Where a party, then, brings a suit for his own benefit, though in the name of another, and afterwards abandons his action, no reason is perceived why the court might not (even prior to the Code of 1849) properly render a judgment for the defendant's costs directly against him, thus noticing him for the purpose of holding him to a just responsibility, as well as for the purpose of protecting him against the acts or admissions of the nominal plaintiff, or any collusion between him and the defendant. Indeed we see that where a suit has been brought in a fictitious name, or in the name of a person without his privity and consent, or of a deceased person, the court will interfere in a summary way, and will hold the party by whom the suit was prompted, or even the attorney in the case, responsible for costs. Gynn v. Kirby, 1 Stra. R. 402; The People v. Bradt, 7 John. R. 539; Ketcham v. Clark, 4 John. R. 484; Howard v. Rawson, 2 Leigh 733, and authorities there cited.

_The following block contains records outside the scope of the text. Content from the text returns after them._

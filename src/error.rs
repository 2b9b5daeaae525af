//! Unified error types for license-tools.
//!
//! A single top-level error enum with per-subsystem kinds, so callers can
//! match broadly (did the expression engine fail? a remote lookup?) or
//! drill into the specific cause via `source()`.

use std::path::PathBuf;
use thiserror::Error;

/// Main error type for license-tools operations.
#[derive(Error, Debug)]
#[non_exhaustive]
pub enum LicenseToolsError {
    /// Errors raised while parsing a license expression
    #[error("invalid license expression `{expression}`")]
    Expression {
        expression: String,
        #[source]
        source: ExpressionError,
    },

    /// Errors during remote license discovery
    #[error("license discovery failed: {context}")]
    Finder {
        context: String,
        #[source]
        source: FinderErrorKind,
    },

    /// A license choice carried neither an id, a name, a URL nor an expression
    #[error("license data missing for entity `{bom_ref}` ({resource_name})")]
    LicenseData {
        bom_ref: String,
        resource_name: String,
    },

    /// IO errors with path context
    #[error("IO error at {path:?}: {message}")]
    Io {
        path: Option<PathBuf>,
        message: String,
        #[source]
        source: std::io::Error,
    },

    /// Policy configuration errors (malformed policy file, duplicate ids)
    #[error("invalid policy configuration: {0}")]
    PolicyConfig(String),
}

/// Specific expression parse errors.
///
/// The evaluator itself never fails; everything here is detected by the
/// parser before evaluation.
#[derive(Error, Debug, Clone, PartialEq, Eq)]
#[non_exhaustive]
pub enum ExpressionError {
    #[error("invalid conjunction `{token}` at token {index}: expected an operand")]
    InvalidConjunction { token: String, index: usize },

    #[error("unmatched `)` at token {index}")]
    UnmatchedRightParen { index: usize },

    #[error("unterminated group: expected `)` before end of expression")]
    UnterminatedGroup,
}

/// Specific remote-discovery error kinds.
#[derive(Error, Debug)]
#[non_exhaustive]
pub enum FinderErrorKind {
    #[error("network error: {0}")]
    Network(String),

    #[error("remote returned status {status} for {url}")]
    BadStatus { status: u16, url: String },

    #[error("invalid response: {0}")]
    InvalidResponse(String),

    #[error("cache error: {0}")]
    Cache(String),

    #[error("no applicable license finder for purl `{0}`")]
    NotApplicable(String),
}

/// Convenient Result type for license-tools operations
pub type Result<T> = std::result::Result<T, LicenseToolsError>;

impl LicenseToolsError {
    /// Create an expression error, keeping the offending raw expression
    pub fn expression(expression: impl Into<String>, source: ExpressionError) -> Self {
        Self::Expression {
            expression: expression.into(),
            source,
        }
    }

    /// Create a finder error with context
    pub fn finder(context: impl Into<String>, source: FinderErrorKind) -> Self {
        Self::Finder {
            context: context.into(),
            source,
        }
    }

    /// Create an IO error with path context
    pub fn io(path: impl Into<PathBuf>, source: std::io::Error) -> Self {
        let message = source.to_string();
        Self::Io {
            path: Some(path.into()),
            message,
            source,
        }
    }
}

impl From<std::io::Error> for LicenseToolsError {
    fn from(err: std::io::Error) -> Self {
        Self::Io {
            path: None,
            message: err.to_string(),
            source: err,
        }
    }
}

By the Code of 1849, (p. 706, § 9,) it is expressly provided that where there shall be judgment for the defendant's costs in a suit brought in the name of one person for the benefit of another, such judgment shall be against that other. And in the case of Devers v. Ross, 10 Gratt. 252, this court, on reversing the judgment of the Circuit court, rendered the judgment for costs against Flowers, for whose benefit the suit had been brought, although the case had been decided in the Circuit court, and brought to this court by supersedeas before the Code of 1849 was enacted. Indeed, prior to the enactment of that Code, it was the practice of some of the Circuit courts to render the judgment for the defendant's costs (where such a judgment was to be given) against the beneficial party on the record; and considering the extent to which the courts have gone in noticing him for certain purposes, I can perceive no well founded objection to it.
But if the propriety of such a judgment in a general way were more questionable than I think it is, certainly any court may notice the beneficial party on the record for the purpose of receiving his consent to such a judgment. Here, the plaintiff in error John D. Pate, for whose benefit the suit was brought, was the active party by whom it was prompted and dismissed. The attorney in the cause was his attorney, and the consent given to the dismission of the case and to the judgment for costs, may be fairly referred to him, and should be construed as his consent.
I am of opinion to affirm the judgment.
The other judges concurred in the opinion of LEE, J.
JUDGMENT AFFIRMED.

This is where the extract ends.